Speaking at a seminar in ProWein this week, Gonzalez Byass’ chairman Mauricio González Gordon declared that “volume is dead” when it comes to Sherry, believing that producers should instead focus on increasing value sales by pushing its higher value offer.
“We are quite excited about the latest numbers on Sherry,” Gordon. “We feel that consumers attitudes are changing. We are seeing a lot of younger consumers coming into the category and there is a lot of activity at the top end, talking about Sherry by the press and sommeliers.
Further hope comes in the form of top winemaker Peter Sisseck, of Spain’s Pingus, who this year confirmed that he had bought the small but famous Sherry solera Camborio with the aim of making a top fino – Spain’s “greatest white wine”. The involvement of such a well-respected winemaker can only serve to further Sherry’s cause, and almost certainly at the higher end of the market.
The craft whisky scene is about to discover brandy
“Brandy looks set to be the next spirit to receive the ‘craft’ treatment, following in the footsteps of whisk(e)y. Iconic brandy branding, a focus on provenance and increasing appearances in the ingredients lists of top cocktail experts has led to a new experimental take on the spirit. Majestic points to Armagnac as heir-apparent to flashy whisky brands. Try it in cocktails.”
This seems plausible, and entirely welcome. It only seems fair that brandy should share in the craft spirits movement, which seems to have somewhat passed the brandy category by.
In terms of Cognac, exports increased for the third consecutive year in 2017, reaching record levels for both volume and value, the Bureau National Interprofessionnel du Cognac (BNIC) reported in August. Export figures for 2016/2017, covering 1 August 2016 – 31 July 2017, show that Cognac exports achieved overall growth of 10.2% in volume and 15.2% in value, with nearly 190.2 million bottles exported totalling €3 billion in value.
Globally, exports of Cognac to all markets reported growth, with the far east market proving particularly buoyant. A total of 53.7 million bottles were shipped to this region – an increase of 10.6% in volume and 19.4% value compared with the same period the previous year – the highest increase in value of any market indicating a level of premiumisation among consumers. Of this total, China made up the majority of exports, accounting for nearly half at 22.6 million bottles.
“Experimenting with different botanicals and flavours has made gin the success story of 2017, with sales up 110% vs last year at Majestic with over 120 new lines added throughout the year. Some may feel that gin hype is a load of rhubarb – but rhubarb itself has been key in driving the trend, with rhubarb gin sales up 170% year to date. Expect more flavours in 2018, like the newly launched honey gin, which is set to hit the shelves in the New Year.”

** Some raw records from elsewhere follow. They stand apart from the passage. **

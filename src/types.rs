//! Core data types shared across vault operations
//!
//! ## Overview
//!
//! - **Phases**: [`BackupPhase`], the state machine a backup walks through
//! - **Reports**: [`Estimate`], [`BackupReport`], [`ReclaimReport`],
//!   [`RestoreReport`], returned by the vault's operations

use chrono::{DateTime, Utc};
use serde::{Deserialize, Serialize};
use std::fmt;
use std::path::PathBuf;

/// Phase of a backup operation
///
/// A backup always moves forward through these phases; `ReclaimingSpace` is
/// skipped when the estimate fits the available capacity.
#[derive(Debug, Clone, Copy, PartialEq, Eq, Hash, Serialize, Deserialize)]
pub enum BackupPhase {
    /// Sizing the files that will be backed up
    Estimating,
    /// Pruning old revisions to make room
    ReclaimingSpace,
    /// Transferring changed files
    BackingUpFiles,
    /// Saving and self-backing-up the index
    RecordingIndex,
    /// Finished
    Done,
}

impl fmt::Display for BackupPhase {
    fn fmt(&self, f: &mut fmt::Formatter<'_>) -> fmt::Result {
        let name = match self {
            BackupPhase::Estimating => "estimating",
            BackupPhase::ReclaimingSpace => "reclaiming space",
            BackupPhase::BackingUpFiles => "backing up files",
            BackupPhase::RecordingIndex => "recording index",
            BackupPhase::Done => "done",
        };
        f.write_str(name)
    }
}

/// Projected cost of a backup
#[derive(Debug, Clone, Default, PartialEq, Serialize, Deserialize)]
pub struct Estimate {
    /// Files that would be transferred
    pub files: usize,
    /// Their total size on disk
    pub original_bytes: u64,
    /// Projected size after compression and encryption
    pub estimated_stored_bytes: u64,
}

/// Outcome of a completed backup
#[derive(Debug, Clone, Default, Serialize, Deserialize)]
pub struct BackupReport {
    /// Date stamped on every revision of this backup
    pub date: Option<DateTime<Utc>>,
    /// Files examined
    pub files_scanned: usize,
    /// Files skipped because they had not changed
    pub files_unchanged: usize,
    /// Files recorded with a new revision
    pub files_backed_up: usize,
    /// Of those, files whose content was already stored
    pub files_deduplicated: usize,
    /// Bytes read from disk for new revisions
    pub original_bytes: u64,
    /// Bytes newly charged to the stores
    pub stored_bytes: u64,
    /// Members recorded as deleted from directories
    pub deletions_recorded: usize,
    /// Space reclamation performed before the transfer, if any
    pub reclaimed: Option<ReclaimReport>,
}

/// Outcome of space reclamation
#[derive(Debug, Clone, Default, PartialEq, Eq, Serialize, Deserialize)]
pub struct ReclaimReport {
    /// Bytes released on the stores
    pub bytes_freed: u64,
    /// File revisions removed from the tree
    pub revisions_removed: usize,
}

/// Outcome of a completed restore
#[derive(Debug, Clone, Default, Serialize, Deserialize)]
pub struct RestoreReport {
    /// Files written
    pub files_restored: usize,
    /// Bytes written
    pub bytes_restored: u64,
    /// Where each file ended up, in restore order
    pub targets: Vec<PathBuf>,
    /// Targets that were renamed to avoid overwriting
    pub renamed: usize,
}
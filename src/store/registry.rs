//! Store construction from persisted settings
//!
//! Each backend kind has a stable name that appears in configuration files
//! and CLI arguments. A [`StoreRegistry`] maps kinds to factories and turns
//! [`StoreSettings`] back into live stores.
//!
//! Local disk and noop stores need nothing beyond their settings and are
//! registered by [`StoreRegistry::with_defaults`]. Webmail stores need a
//! mail transport, which the caller supplies through
//! [`StoreRegistry::register_gmail`].

use super::{
    CoordinatingFileStore, FileStore, GMailFileStore, LocalDiskFileStore, LocalDiskSettings,
    MailTransport, NoopFileStore, NoopSettings, WebMailSettings,
};
use crate::collections::{HashMap, HashMapExt};
use crate::config::VaultConfiguration;
use crate::error::{Result, VaultError};
use crate::transport::Pipeline;
use serde::{Deserialize, Serialize};
use std::fmt;
use std::str::FromStr;
use std::sync::Arc;
use tracing::{debug, warn};

/// Backend kind
#[derive(Debug, Clone, Copy, PartialEq, Eq, Hash, Serialize, Deserialize)]
#[serde(rename_all = "snake_case")]
pub enum StoreKind {
    /// [`LocalDiskFileStore`]
    LocalDisk,
    /// [`GMailFileStore`]
    Gmail,
    /// [`NoopFileStore`]
    Noop,
}

impl StoreKind {
    /// Every kind
    pub const ALL: [StoreKind; 3] = [StoreKind::LocalDisk, StoreKind::Gmail, StoreKind::Noop];

    /// Stable name
    pub fn as_str(&self) -> &'static str {
        match self {
            StoreKind::LocalDisk => "local_disk",
            StoreKind::Gmail => "gmail",
            StoreKind::Noop => "noop",
        }
    }
}

impl fmt::Display for StoreKind {
    fn fmt(&self, f: &mut fmt::Formatter<'_>) -> fmt::Result {
        f.write_str(self.as_str())
    }
}

impl FromStr for StoreKind {
    type Err = VaultError;

    fn from_str(s: &str) -> Result<Self> {
        StoreKind::ALL
            .into_iter()
            .find(|k| k.as_str() == s)
            .ok_or_else(|| VaultError::UnknownStore(s.to_string()))
    }
}

/// Persisted settings of one store, tagged by kind
#[derive(Debug, Clone, PartialEq, Eq, Serialize, Deserialize)]
#[serde(tag = "kind", rename_all = "snake_case")]
pub enum StoreSettings {
    /// Local disk store
    LocalDisk(LocalDiskSettings),
    /// Gmail store
    Gmail(WebMailSettings),
    /// Noop store
    Noop(NoopSettings),
}

impl StoreSettings {
    /// Store name
    pub fn name(&self) -> &str {
        match self {
            StoreSettings::LocalDisk(s) => &s.name,
            StoreSettings::Gmail(s) => &s.name,
            StoreSettings::Noop(s) => &s.name,
        }
    }

    /// Store kind
    pub fn kind(&self) -> StoreKind {
        match self {
            StoreSettings::LocalDisk(_) => StoreKind::LocalDisk,
            StoreSettings::Gmail(_) => StoreKind::Gmail,
            StoreSettings::Noop(_) => StoreKind::Noop,
        }
    }
}

/// What a factory gets besides the settings
#[derive(Debug, Clone)]
pub struct StoreContext {
    /// Shared transport pipeline
    pub pipeline: Arc<Pipeline>,
    /// Vault configuration (for secret parameters)
    pub config: Arc<VaultConfiguration>,
}

type StoreFactory =
    Box<dyn Fn(&StoreSettings, &StoreContext) -> Result<Arc<dyn FileStore>> + Send + Sync>;

/// Factories keyed by [`StoreKind`]
pub struct StoreRegistry {
    factories: HashMap<StoreKind, StoreFactory>,
}

impl fmt::Debug for StoreRegistry {
    fn fmt(&self, f: &mut fmt::Formatter<'_>) -> fmt::Result {
        let mut kinds: Vec<&str> = self.factories.keys().map(|k| k.as_str()).collect();
        kinds.sort_unstable();
        f.debug_struct("StoreRegistry").field("kinds", &kinds).finish()
    }
}

impl Default for StoreRegistry {
    fn default() -> Self {
        Self::with_defaults()
    }
}

impl StoreRegistry {
    /// Registry with no factories
    pub fn empty() -> Self {
        Self {
            factories: HashMap::new(),
        }
    }

    /// Registry with the local disk and noop factories
    pub fn with_defaults() -> Self {
        let mut registry = Self::empty();
        registry.register(StoreKind::LocalDisk, |settings, context| match settings {
            StoreSettings::LocalDisk(local) => Ok(Arc::new(LocalDiskFileStore::open(
                local.clone(),
                context.pipeline.clone(),
            )?) as Arc<dyn FileStore>),
            other => Err(mismatch(StoreKind::LocalDisk, other)),
        });
        registry.register(StoreKind::Noop, |settings, _| match settings {
            StoreSettings::Noop(noop) => {
                Ok(Arc::new(NoopFileStore::new(noop.clone())) as Arc<dyn FileStore>)
            }
            other => Err(mismatch(StoreKind::Noop, other)),
        });
        registry
    }

    /// Register (or replace) the factory for `kind`
    pub fn register<F>(&mut self, kind: StoreKind, factory: F)
    where
        F: Fn(&StoreSettings, &StoreContext) -> Result<Arc<dyn FileStore>> + Send + Sync + 'static,
    {
        if self.factories.insert(kind, Box::new(factory)).is_some() {
            debug!("Replaced factory for {}", kind);
        }
    }

    /// Register the Gmail factory over `transport`
    ///
    /// The account password is read from the secret parameter named by
    /// [`WebMailSettings::password_parameter`].
    pub fn register_gmail<T>(&mut self, transport: Arc<T>)
    where
        T: MailTransport + 'static,
    {
        self.register(StoreKind::Gmail, move |settings, context| match settings {
            StoreSettings::Gmail(mail) => {
                let password = context
                    .config
                    .secret_parameter(&WebMailSettings::password_parameter(&mail.name));
                if password.is_none() {
                    warn!("No password stored for '{}'", mail.name);
                }
                Ok(Arc::new(GMailFileStore::new(
                    mail.clone(),
                    password,
                    transport.clone(),
                    context.pipeline.clone(),
                )) as Arc<dyn FileStore>)
            }
            other => Err(mismatch(StoreKind::Gmail, other)),
        });
    }

    /// Whether a factory exists for `kind`
    pub fn supports(&self, kind: StoreKind) -> bool {
        self.factories.contains_key(&kind)
    }

    /// Build one store
    ///
    /// # Errors
    ///
    /// - [`VaultError::UnknownStore`] if no factory handles the settings' kind
    /// - whatever the factory fails with
    pub fn build(&self, settings: &StoreSettings, context: &StoreContext) -> Result<Arc<dyn FileStore>> {
        let factory = self
            .factories
            .get(&settings.kind())
            .ok_or_else(|| VaultError::UnknownStore(settings.kind().to_string()))?;
        factory(settings, context)
    }

    /// Build every store and coordinate them in the given order
    pub fn build_all(
        &self,
        name: &str,
        settings: &[StoreSettings],
        context: &StoreContext,
    ) -> Result<CoordinatingFileStore> {
        let stores = settings
            .iter()
            .map(|s| self.build(s, context))
            .collect::<Result<Vec<_>>>()?;
        Ok(CoordinatingFileStore::new(name, stores)?.with_pipeline(context.pipeline.clone()))
    }
}

fn mismatch(expected: StoreKind, settings: &StoreSettings) -> VaultError {
    VaultError::internal(format!(
        "{} factory received settings of kind {}",
        expected,
        settings.kind()
    ))
}

#[cfg(test)]
mod tests {
    use super::*;
    use crate::compression::CompressionStrategy;
    use crate::store::MemoryMailbox;
    use tempfile::TempDir;

    fn context() -> StoreContext {
        let config = Arc::new(VaultConfiguration::new(1_000).unwrap());
        StoreContext {
            pipeline: Arc::new(Pipeline::new(config.clone(), CompressionStrategy::Fast)),
            config,
        }
    }

    #[test]
    fn test_kind_names_are_stable() {
        for kind in StoreKind::ALL {
            assert_eq!(kind.as_str().parse::<StoreKind>().unwrap(), kind);
        }
        assert_eq!(StoreKind::LocalDisk.to_string(), "local_disk");
        assert!("ftp".parse::<StoreKind>().is_err());
    }

    #[test]
    fn test_settings_are_tagged_by_kind() {
        let settings = StoreSettings::Gmail(WebMailSettings {
            name: "mail".to_string(),
            account: "me@example.com".to_string(),
            outgoing_limit: None,
            capacity: Some(1000),
        });
        let json = serde_json::to_value(&settings).unwrap();
        assert_eq!(json["kind"], "gmail");
        assert_eq!(json["account"], "me@example.com");
        let back: StoreSettings = serde_json::from_value(json).unwrap();
        assert_eq!(back, settings);
    }

    #[test]
    fn test_build_all() {
        let temp_dir = TempDir::new().unwrap();
        let settings = vec![
            StoreSettings::LocalDisk(LocalDiskSettings {
                name: "disk".to_string(),
                root: temp_dir.path().join("blobs"),
                capacity: 1000,
                fan_out: 1,
            }),
            StoreSettings::Noop(NoopSettings {
                name: "null".to_string(),
                capacity: 24,
            }),
        ];
        let coordinator = StoreRegistry::with_defaults()
            .build_all("vault", &settings, &context())
            .unwrap();
        assert_eq!(coordinator.stores().len(), 2);
        assert_eq!(coordinator.available_bytes().unwrap(), 1024);
    }

    #[test]
    fn test_gmail_needs_registration() {
        let settings = StoreSettings::Gmail(WebMailSettings {
            name: "mail".to_string(),
            account: "me@example.com".to_string(),
            outgoing_limit: None,
            capacity: None,
        });
        let context = context();
        let mut registry = StoreRegistry::with_defaults();
        assert!(matches!(registry.build(&settings, &context), Err(VaultError::UnknownStore(_))));

        context.config.set_secret_parameter("mail.password", "pw");
        registry.register_gmail(Arc::new(MemoryMailbox::new("me@example.com", "pw", 1 << 16, 1 << 20)));
        let store = registry.build(&settings, &context).unwrap();
        assert_eq!(store.kind(), StoreKind::Gmail);
        assert!(store.is_configured());
    }
}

With gin at the centre of a renaissance for the past few years, 2018 could be the year that the market evolves to include flavoured-variants, much like the vodka market. Honey has already proved its muster in the whiskey category, with Jack Daniel’s J&B, Wild Turkey and Jim Beam among those to have launched successful variants. It makes sense that the success of honey could also be replicated in the gin category.
For one, it carries with it credentials as a natural ingredient (millennials hate artificial flavourings), but also the potential for producers to turn their distillation into a chance to help support the dwindling bee population, offering an ethically-minded product to socially aware consumers.